Amanojaku
amanojaku
Also known as: Contrary Demon、Perverse Imp
A small, perverse demon that reads human hearts and does the opposite of what is desired. Famous as the villain of folk tales like Uriko-hime, and depicted in Buddhist sculpture as a creature trampled underfoot by guardian deities.
- Era
- Heian Period
- Region
- Nationwide
- Type
- Oni
Overview
The amanojaku is a small, perverse demon defined by its fundamental contrariness: it possesses the ability to read human desires and emotions, and responds by doing precisely the opposite of what is wished or expected. If you want it to leave, it stays; if you command it to be quiet, it screams; if you want it to tell the truth, it lies with relish. The amanojaku's contrarianism is not mere random mischief but a purposeful inversion of human will, making it a creature that embodies obstinacy, deception, and the frustration of good intentions.
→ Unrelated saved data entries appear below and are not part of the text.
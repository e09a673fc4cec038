use chrono::{DateTime, Utc};
use serde::{Deserialize, Serialize};
use std::fmt::{Display, Formatter, Result as FmtResult};
use std::str::FromStr;
use utoipa::ToSchema;
use uuid::Uuid;

/// Content type of the derived 720p rendition.
pub const RENDITION_CONTENT_TYPE: &str = "video/mp4";
/// Content type of the derived cover still.
pub const COVER_CONTENT_TYPE: &str = "image/jpeg";
/// Extension used when the uploaded filename carries none.
pub const DEFAULT_RAW_EXTENSION: &str = ".bin";
pub const TITLE_MAX_LEN: u64 = 255;

/// Lifecycle of a video from upload to playback.
///
/// ```text
/// pending ──▶ processing ──▶ ready
///                 │  ▲
///                 ▼  │
///               failed
/// ```
#[derive(Debug, Clone, Copy, Serialize, Deserialize, PartialEq, Eq, Hash, ToSchema)]
#[cfg_attr(feature = "sqlx", derive(sqlx::Type))]
#[cfg_attr(
    feature = "sqlx",
    sqlx(type_name = "video_status", rename_all = "lowercase")
)]
#[serde(rename_all = "lowercase")]
pub enum VideoStatus {
    Pending,
    Processing,
    Ready,
    Failed,
}

impl VideoStatus {
    /// Whether a single atomic update may move a record from `self` to `next`.
    ///
    /// `processing -> processing` is allowed so a worker can re-affirm the
    /// state (and clear a stale error) when it picks up a redelivered job.
    pub fn can_transition_to(self, next: VideoStatus) -> bool {
        use VideoStatus::*;
        matches!(
            (self, next),
            (Pending, Processing)
                | (Failed, Processing)
                | (Processing, Processing)
                | (Processing, Ready)
                | (Processing, Failed)
        )
    }

    /// Statuses from which `next` is reachable in one step.
    pub fn predecessors_of(next: VideoStatus) -> Vec<VideoStatus> {
        [
            VideoStatus::Pending,
            VideoStatus::Processing,
            VideoStatus::Ready,
            VideoStatus::Failed,
        ]
        .into_iter()
        .filter(|from| from.can_transition_to(next))
        .collect()
    }

    pub fn as_str(&self) -> &'static str {
        match self {
            VideoStatus::Pending => "pending",
            VideoStatus::Processing => "processing",
            VideoStatus::Ready => "ready",
            VideoStatus::Failed => "failed",
        }
    }
}

impl Display for VideoStatus {
    fn fmt(&self, f: &mut Formatter<'_>) -> FmtResult {
        f.write_str(self.as_str())
    }
}

impl FromStr for VideoStatus {
    type Err = anyhow::Error;

    fn from_str(s: &str) -> Result<Self, Self::Err> {
        match s {
            "pending" => Ok(VideoStatus::Pending),
            "processing" => Ok(VideoStatus::Processing),
            "ready" => Ok(VideoStatus::Ready),
            "failed" => Ok(VideoStatus::Failed),
            _ => Err(anyhow::anyhow!("Invalid video status: {}", s)),
        }
    }
}

#[derive(Debug, Clone, Serialize, Deserialize, PartialEq)]
#[cfg_attr(feature = "sqlx", derive(sqlx::FromRow))]
pub struct Video {
    pub id: Uuid,
    pub user_id: Uuid,
    pub status: VideoStatus,
    pub title: Option<String>,
    pub raw_object_key: String,
    pub processed_object_key: Option<String>,
    pub cover_object_key: Option<String>,
    pub duration_sec: Option<i32>,
    pub error_message: Option<String>,
    pub created_at: DateTime<Utc>,
    pub updated_at: DateTime<Utc>,
}

impl Video {
    /// A fresh record as the upload session creates it.
    pub fn new_pending(id: Uuid, user_id: Uuid, title: Option<String>, raw_object_key: String) -> Self {
        let now = Utc::now();
        Self {
            id,
            user_id,
            status: VideoStatus::Pending,
            title,
            raw_object_key,
            processed_object_key: None,
            cover_object_key: None,
            duration_sec: None,
            error_message: None,
            created_at: now,
            updated_at: now,
        }
    }

    pub fn is_owned_by(&self, user_id: Uuid) -> bool {
        self.user_id == user_id
    }

    /// Extension (with leading dot) of the raw object key.
    pub fn raw_extension(&self) -> &str {
        let name = self
            .raw_object_key
            .rsplit('/')
            .next()
            .unwrap_or(&self.raw_object_key);
        match name.rfind('.') {
            Some(idx) if idx > 0 => &name[idx..],
            _ => DEFAULT_RAW_EXTENSION,
        }
    }

    /// Copy of `self` with a status update applied, mirroring what the
    /// record store does in SQL.
    pub fn with_status(&self, status: VideoStatus, fields: &StatusFields) -> Video {
        let mut next = self.clone();
        next.status = status;
        if let Some(ref key) = fields.processed_object_key {
            next.processed_object_key = Some(key.clone());
        }
        if let Some(ref key) = fields.cover_object_key {
            next.cover_object_key = Some(key.clone());
        }
        if let Some(duration) = fields.duration_sec {
            next.duration_sec = Some(duration);
        }
        next.error_message = fields.error_message.clone();
        next.updated_at = Utc::now();
        next
    }
}

/// Fields written together with a status change.
///
/// Derived keys and duration are only written when `Some`, so a failed run
/// leaves whatever a previous run produced. `error_message` is always
/// written: `None` clears it.
#[derive(Debug, Clone, Default, PartialEq, Eq)]
pub struct StatusFields {
    pub processed_object_key: Option<String>,
    pub cover_object_key: Option<String>,
    pub duration_sec: Option<i32>,
    pub error_message: Option<String>,
}

impl StatusFields {
    pub fn processing() -> Self {
        Self::default()
    }

    pub fn ready(processed_object_key: String, cover_object_key: String, duration_sec: Option<i32>) -> Self {
        Self {
            processed_object_key: Some(processed_object_key),
            cover_object_key: Some(cover_object_key),
            duration_sec,
            error_message: None,
        }
    }

    pub fn failed(message: impl Into<String>) -> Self {
        Self {
            error_message: Some(message.into()),
            ..Self::default()
        }
    }
}

/// `raw/{id}/{id}{ext}`
pub fn raw_object_key(video_id: Uuid, extension: &str) -> String {
    format!("raw/{}/{}{}", video_id, video_id, extension)
}

/// `processed/{id}/video_720p.mp4`
pub fn rendition_object_key(video_id: Uuid) -> String {
    format!("processed/{}/video_720p.mp4", video_id)
}

/// `processed/{id}/cover.jpg`
pub fn cover_object_key(video_id: Uuid) -> String {
    format!("processed/{}/cover.jpg", video_id)
}

/// Public view of a video.
#[derive(Debug, Clone, Serialize, Deserialize, PartialEq, ToSchema)]
pub struct VideoResponse {
    pub id: Uuid,
    pub user_id: Uuid,
    pub status: VideoStatus,
    pub title: Option<String>,
    pub raw_object_key: String,
    pub processed_object_key: Option<String>,
    pub cover_object_key: Option<String>,
    pub duration_sec: Option<i32>,
    pub created_at: DateTime<Utc>,
    pub updated_at: DateTime<Utc>,
    pub error_message: Option<String>,
}

impl From<Video> for VideoResponse {
    fn from(video: Video) -> Self {
        VideoResponse {
            id: video.id,
            user_id: video.user_id,
            status: video.status,
            title: video.title,
            raw_object_key: video.raw_object_key,
            processed_object_key: video.processed_object_key,
            cover_object_key: video.cover_object_key,
            duration_sec: video.duration_sec,
            created_at: video.created_at,
            updated_at: video.updated_at,
            error_message: video.error_message,
        }
    }
}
It appears in Japanese folk tales, Buddhist iconography, and in the common language itself — "amanojaku" remains a living Japanese word for a contrarian or willfully perverse person.
Appearance
The amanojaku is depicted as a small oni — a diminutive demon with horns, wild eyes, bared teeth, and the musculature of a creature that punches above its weight class. In Buddhist sculpture, it appears most famously as the creature trampled underfoot by the Four Heavenly Kings (Shitenno) or by guardian deity statues at temple gates. These trampled demons represent evil being subdued by righteous power, and they are typically depicted in poses of contorted agony, their bodies twisted beneath the weight of the divine being that stands on them.
The Tale of Uriko-hime
The most famous amanojaku legend is the folk tale of Uriko-hime (Melon Princess), which exists in multiple regional variants across Japan. In the most common version, a beautiful girl is born from a melon. An amanojaku hears about her and comes to deceive her. Using its knowledge of her desires — she wants to be admired, she wants to be treated gently — it manipulates her into letting it into her home. It then kills her, steals her form and clothes, and takes her place. Because the amanojaku knows exactly what people expect and says exactly what they want to hear, it successfully impersonates her for a time, until the deception is discovered and the creature is punished.
Buddhist Origins
The term "amanojaku" derives from a Sanskrit concept transmitted through Buddhist texts — a class of minor demons (yaksha or similar) associated with heavens who nevertheless act against celestial order. In Japanese Buddhism, these contrary celestial demons became a convenient way of visualizing the principle that evil can masquerade as good, that perversity can appear in unexpected places, and that even beings in elevated positions are not guaranteed to act virtuously.
Cultural Legacy
The amanojaku's enduring legacy in Japanese culture is the survival of its name as a common descriptor for contrarian human behavior. Calling someone "amanojaku" in contemporary Japanese conversation immediately conveys that they habitually do the opposite of what is expected or desired. This linguistic survival is unusual even among well-known yokai, and it testifies to how deeply the creature's defining characteristic resonated with Japanese social experience.
Sources
- 『Gazu Hyakki Yagyo』 Toriyama Sekien (1776)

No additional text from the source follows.